Beef-on-dairy crosses likely “trend closer to the beef numbers as many crosses have adopted a stronger beef body type than dairy,” said Christina Bakker, an assistant professor and meat science extension specialist at the university. Some even say the crossed calves produce better quality meat, given dairy cattle’s ability to deposit marbling.

There were 2.7 million beef-on-dairy calves born in 2022, more than 12 times the number born in 2016, according to research firm CattleFax. Beef-on-dairy cattle made up 10% of the fed slaughter market in 2022, and that share is expected to rise to 15% by 2026, the firm estimates.

Refocusing a dairy farm’s breeding program toward beef-on-dairy hybrids is not without its risks. Tip too far in the beef direction and there won’t be sufficient supply to sustain milking herds. The pendulum may have already shifted: The number of available replacement cows for dairy herds in January 2024 was the lowest for that time of year in two decades. Last marketing year, the average price for a milk cow rose to $1,760, the highest in seven years, according to the USDA.

Higher replacement costs also mean that lower-production cows are likely to stay on farms longer, meaning that milk yields will climb more slowly, market analyst Sarina Sharp wrote in a Milk Producers Council report.
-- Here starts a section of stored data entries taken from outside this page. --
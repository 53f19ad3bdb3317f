//! Error type for the queue, registry and configuration layers.
//!
//! Classification and typed dispatch never produce these; "not this type" is a
//! `None` or `false` there.

use thiserror::Error;

#[derive(Debug, Error)]
pub enum Error {
    /// Configuration text is not valid TOML for [`Config`](crate::Config).
    #[error("invalid configuration: {0}")]
    Config(#[from] toml::de::Error),

    #[error("failed to serialize configuration: {0}")]
    ConfigWrite(#[from] toml::ser::Error),

    #[error("I/O error: {0}")]
    Io(#[from] std::io::Error),

    #[error("JSON encoding failed: {0}")]
    Json(#[from] serde_json::Error),

    /// The event queue already holds `capacity` events.
    #[error("event queue is full ({capacity} events)")]
    QueueFull { capacity: usize },

    #[error("event count must be at least 1")]
    InvalidEventCount,

    /// Not enough user-block discriminants left.
    #[error("cannot register {requested} events, only {remaining} user event types remain")]
    RegistryExhausted { requested: usize, remaining: usize },
}

pub type Result<T> = std::result::Result<T, Error>;
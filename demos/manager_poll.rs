use evdispatch::{
    ApplicationEvent, Config, Event, EventFilter, EventManager, Keycode, MouseButton, Scancode,
    VirtualSource, WindowEvent,
};

const CONFIG: &str = r#"
queue_capacity = 256

[logging]
enabled = true
format = "text"
level = "info"
"#;

fn main() -> evdispatch::Result<()> {
    tracing_subscriber::fmt()
        .with_env_filter(
            tracing_subscriber::EnvFilter::from_default_env()
                .add_directive(tracing::Level::INFO.into()),
        )
        .init();

    let config = Config::from_toml_str(CONFIG)?;
    let mut manager = EventManager::from_config(&config);

    manager.bus_mut().add_listener(
        |e: &Event| {
            if let Some(w) = e.view::<WindowEvent>() {
                if w.is_resized() {
                    println!("window {} is now {}x{}", w.window_id, w.width(), w.height());
                }
            }
        },
        EventFilter::All,
    );

    let mut input = VirtualSource::new("virtual:input");
    input.press_key(Scancode::A, Keycode::A);
    input.release_key(Scancode::A, Keycode::A);
    input.click(MouseButton::Left, 120.0, 48.0);
    input.resize_window(1, 1280, 720);
    input.quit();
    manager.add_source(input);

    loop {
        let events = manager.run_once();
        let quit = events
            .iter()
            .any(|e| e.view::<ApplicationEvent>().is_some_and(|a| a.is_quit()));
        if quit {
            break;
        }
        std::thread::sleep(std::time::Duration::from_millis(5));
    }
    Ok(())
}
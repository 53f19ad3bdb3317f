use crate::event::{
    ApplicationEvent, ApplicationEventKind, KeyboardEvent, MouseButtonEvent, UserEvent,
    WindowEvent, WindowEventKind, WindowId,
};
use crate::codes::{Keycode, MouseButton, Scancode};
use crate::source::EventSource;
use crate::Event;
use std::collections::VecDeque;

/// Scripted event source.
///
/// Events passed to [`feed`](VirtualSource::feed) are staged and only become
/// visible to [`poll`](EventSource::poll) after the next [`pump`](EventSource::pump),
/// the same two-step delivery a platform queue has. Timestamps come from an internal
/// tick counter so fed events are strictly increasing.
#[derive(Debug, Default)]
pub struct VirtualSource {
    name: String,
    staged: Vec<Event>,
    ready: VecDeque<Event>,
    clock: u64,
}

impl VirtualSource {
    pub fn new(name: &str) -> Self {
        Self {
            name: name.to_string(),
            ..Self::default()
        }
    }

    /// Stage a fully built event.
    pub fn feed(&mut self, event: Event) {
        self.clock = self.clock.max(event.timestamp());
        self.staged.push(event);
    }

    fn tick(&mut self) -> u64 {
        self.clock += 1;
        self.clock
    }

    pub fn quit(&mut self) {
        let ts = self.tick();
        self.feed(Event::new(ts, ApplicationEvent::new(ApplicationEventKind::Quit)));
    }

    pub fn press_key(&mut self, scancode: Scancode, key: Keycode) {
        let ts = self.tick();
        self.feed(Event::new(ts, KeyboardEvent::new(scancode, key, true)));
    }

    pub fn release_key(&mut self, scancode: Scancode, key: Keycode) {
        let ts = self.tick();
        self.feed(Event::new(ts, KeyboardEvent::new(scancode, key, false)));
    }

    pub fn click(&mut self, button: MouseButton, x: f32, y: f32) {
        for down in [true, false] {
            let ts = self.tick();
            self.feed(Event::new(
                ts,
                MouseButtonEvent {
                    button: button.as_raw(),
                    down,
                    clicks: 1,
                    x,
                    y,
                    ..Default::default()
                },
            ));
        }
    }

    pub fn resize_window(&mut self, window_id: WindowId, width: i32, height: i32) {
        let ts = self.tick();
        self.feed(Event::new(
            ts,
            WindowEvent::new(WindowEventKind::Resized, window_id, width, height),
        ));
    }

    /// Stage a user event. Ignored when `event_type` is outside the user block.
    pub fn user(&mut self, event_type: u32, code: i32) {
        if let Some(user) = UserEvent::new(event_type) {
            let ts = self.tick();
            self.feed(Event::new(ts, user.with_code(code)));
        }
    }

    /// Events staged but not yet pumped.
    pub fn staged(&self) -> usize {
        self.staged.len()
    }
}

impl EventSource for VirtualSource {
    fn name(&self) -> &str {
        &self.name
    }

    fn pump(&mut self) {
        self.ready.extend(self.staged.drain(..));
    }

    fn poll(&mut self) -> Option<Event> {
        self.ready.pop_front()
    }
}

#[cfg(test)]
mod tests {
    use super::*;
    use crate::Category;

    #[test]
    fn nothing_is_visible_before_pump() {
        let mut src = VirtualSource::new("virtual:0");
        src.quit();
        assert_eq!(src.staged(), 1);
        assert!(src.poll().is_none());
        src.pump();
        assert_eq!(src.staged(), 0);
        assert!(src.poll().is_some());
    }

    #[test]
    fn helpers_produce_increasing_timestamps() {
        let mut src = VirtualSource::new("virtual:0");
        src.press_key(Scancode::SPACE, Keycode::SPACE);
        src.click(MouseButton::Left, 4.0, 5.0);
        src.resize_window(1, 800, 600);
        src.user(0x8000, 3);
        src.user(0x10, 3);
        src.pump();

        let events = src.drain();
        let stamps: Vec<_> = events.iter().map(Event::timestamp).collect();
        assert_eq!(stamps, vec![1, 2, 3, 4, 5]);
        let cats: Vec<_> = events.iter().map(Event::category).collect();
        assert_eq!(
            cats,
            vec![
                Category::Keyboard,
                Category::Mouse,
                Category::Mouse,
                Category::Window,
                Category::User
            ]
        );
    }

    #[test]
    fn fed_timestamps_advance_the_clock() {
        let mut src = VirtualSource::new("virtual:0");
        src.feed(Event::quit(100));
        src.quit();
        src.pump();
        assert_eq!(src.poll().map(|e| e.timestamp()), Some(100));
        assert_eq!(src.poll().map(|e| e.timestamp()), Some(101));
    }
}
If milk prices rise, low inventories and higher prices for replacement cows could limit the expansion of dairy production and make it hard for farmers to grow profits, said Lucas Fuess, a senior dairy analyst at Rabobank. The number of replacement heifers is already “down to the minimum level” needed to maintain the dairy herd, said Nate Donnay, the director of dairy market insight at StoneX Financial.
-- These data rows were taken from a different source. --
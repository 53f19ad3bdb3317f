//! Event records and their payloads.
//!
//! An [`Event`] is a timestamp plus exactly one [`EventPayload`]. The platform's
//! type-punned event union becomes a closed Rust enum: each variant owns one payload
//! struct, and the native discriminant is *derived* from that struct instead of being
//! stored next to it. A payload therefore cannot disagree with its tag.
//!
//! ## How payloads encode their tag
//! - Payloads covering several event types carry a small `kind` enum
//!   (e.g. [`WindowEventKind::Resized`] → `window_resized`).
//! - Press/release pairs carry a `down` flag (`down: true` → `key_down`).
//! - Single-type payloads always map to the same tag.
//! - [`UserEvent`] and [`UnknownEvent`] keep the raw value, validated on construction.
//!
//! ## Value conventions
//! - `timestamp` is in platform ticks (nanoseconds since library init).
//! - Window and display payloads keep two generic data words (`data1`, `data2`);
//!   accessors such as [`WindowEvent::width`] reinterpret them per kind.
//! - Mouse and pen coordinates are window-relative floats.

use crate::category::{classify_raw, Category};
use crate::codes::{
    Keycode, Keymod, MouseButton, MouseButtonMask, MouseWheelDirection, PenAxis, PenInputFlags,
    PowerState, Scancode, SensorType,
};
use crate::event_type::{is_user_event, EventTag, EventType};
use serde::{Deserialize, Serialize};

pub type WindowId = u32;
pub type DisplayId = u32;
pub type KeyboardId = u32;
pub type MouseId = u32;
pub type JoystickId = u32;
pub type AudioDeviceId = u32;
pub type CameraId = u32;
pub type SensorId = u32;
pub type TouchId = u64;
pub type FingerId = u64;
pub type PenId = u32;

/// Access to the native discriminant of a payload.
pub trait Payload {
    fn raw_type(&self) -> u32;

    /// Category of the event this payload belongs to.
    fn category(&self) -> Category {
        classify_raw(self.raw_type())
    }
}

macro_rules! event_kind {
    ($(#[$meta:meta])* $name:ident { $( $variant:ident => $ty:ident ),+ $(,)? }) => {
        $(#[$meta])*
        #[derive(Clone, Copy, Debug, PartialEq, Eq, Hash, Serialize, Deserialize)]
        #[serde(rename_all = "snake_case")]
        pub enum $name {
            $( $variant, )+
        }

        impl $name {
            pub const fn event_type(self) -> EventType {
                match self {
                    $( $name::$variant => EventType::$ty, )+
                }
            }

            pub const fn from_event_type(t: EventType) -> Option<Self> {
                match t {
                    $( EventType::$ty => Some($name::$variant), )+
                    _ => None,
                }
            }
        }
    };
}

macro_rules! fixed_payload {
    ($( $ty:ident => $event_type:ident ),+ $(,)?) => {
        $(
            impl $ty {
                pub const EVENT_TYPE: EventType = EventType::$event_type;
            }

            impl Payload for $ty {
                #[inline]
                fn raw_type(&self) -> u32 {
                    EventType::$event_type.as_raw()
                }
            }
        )+
    };
}

macro_rules! kind_payload {
    ($( $ty:ident ),+ $(,)?) => {
        $(
            impl Payload for $ty {
                #[inline]
                fn raw_type(&self) -> u32 {
                    self.kind.event_type().as_raw()
                }
            }
        )+
    };
}

macro_rules! pressed_payload {
    ($( $ty:ident => ($down:ident, $up:ident) ),+ $(,)?) => {
        $(
            impl $ty {
                pub const fn event_type(&self) -> EventType {
                    if self.down { EventType::$down } else { EventType::$up }
                }

                #[inline]
                pub const fn is_pressed(&self) -> bool {
                    self.down
                }

                #[inline]
                pub const fn is_released(&self) -> bool {
                    !self.down
                }
            }

            impl Payload for $ty {
                #[inline]
                fn raw_type(&self) -> u32 {
                    self.event_type().as_raw()
                }
            }
        )+
    };
}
Milk Cow Replacement Inventory Shrinks

Number of available dairy replacement heifers

“Ten years from now, the beef herd’s probably going to get too big again and prices will be terrible and maybe they don’t want these dairy animals anymore,” Donnay said. “But for the next couple of years, that demand for dairy animals into the beef herd is probably going to stay strong.”

Austin Allred, the owner of Royal Family Farming in Washington state, has seen the benefits of the beef-on-dairy trend first hand. Because of the new developments, he has been able to select his best cows to produce offspring to stay in the milking herds. Those animals are healthier and can yield more milk for longer, so fewer cows need to be replaced each year to sustain the same level of production, he said. Cows that make less milk are then bred for beef-on-dairy animals, which are optimized to grow quickly and have favorable qualities like good marbling, said Allred, whose farm milks 6,000 cows every day.

“Farmers are obsessed with genetics,” he said, “and will forever be obsessed with good, productive, efficient animals.”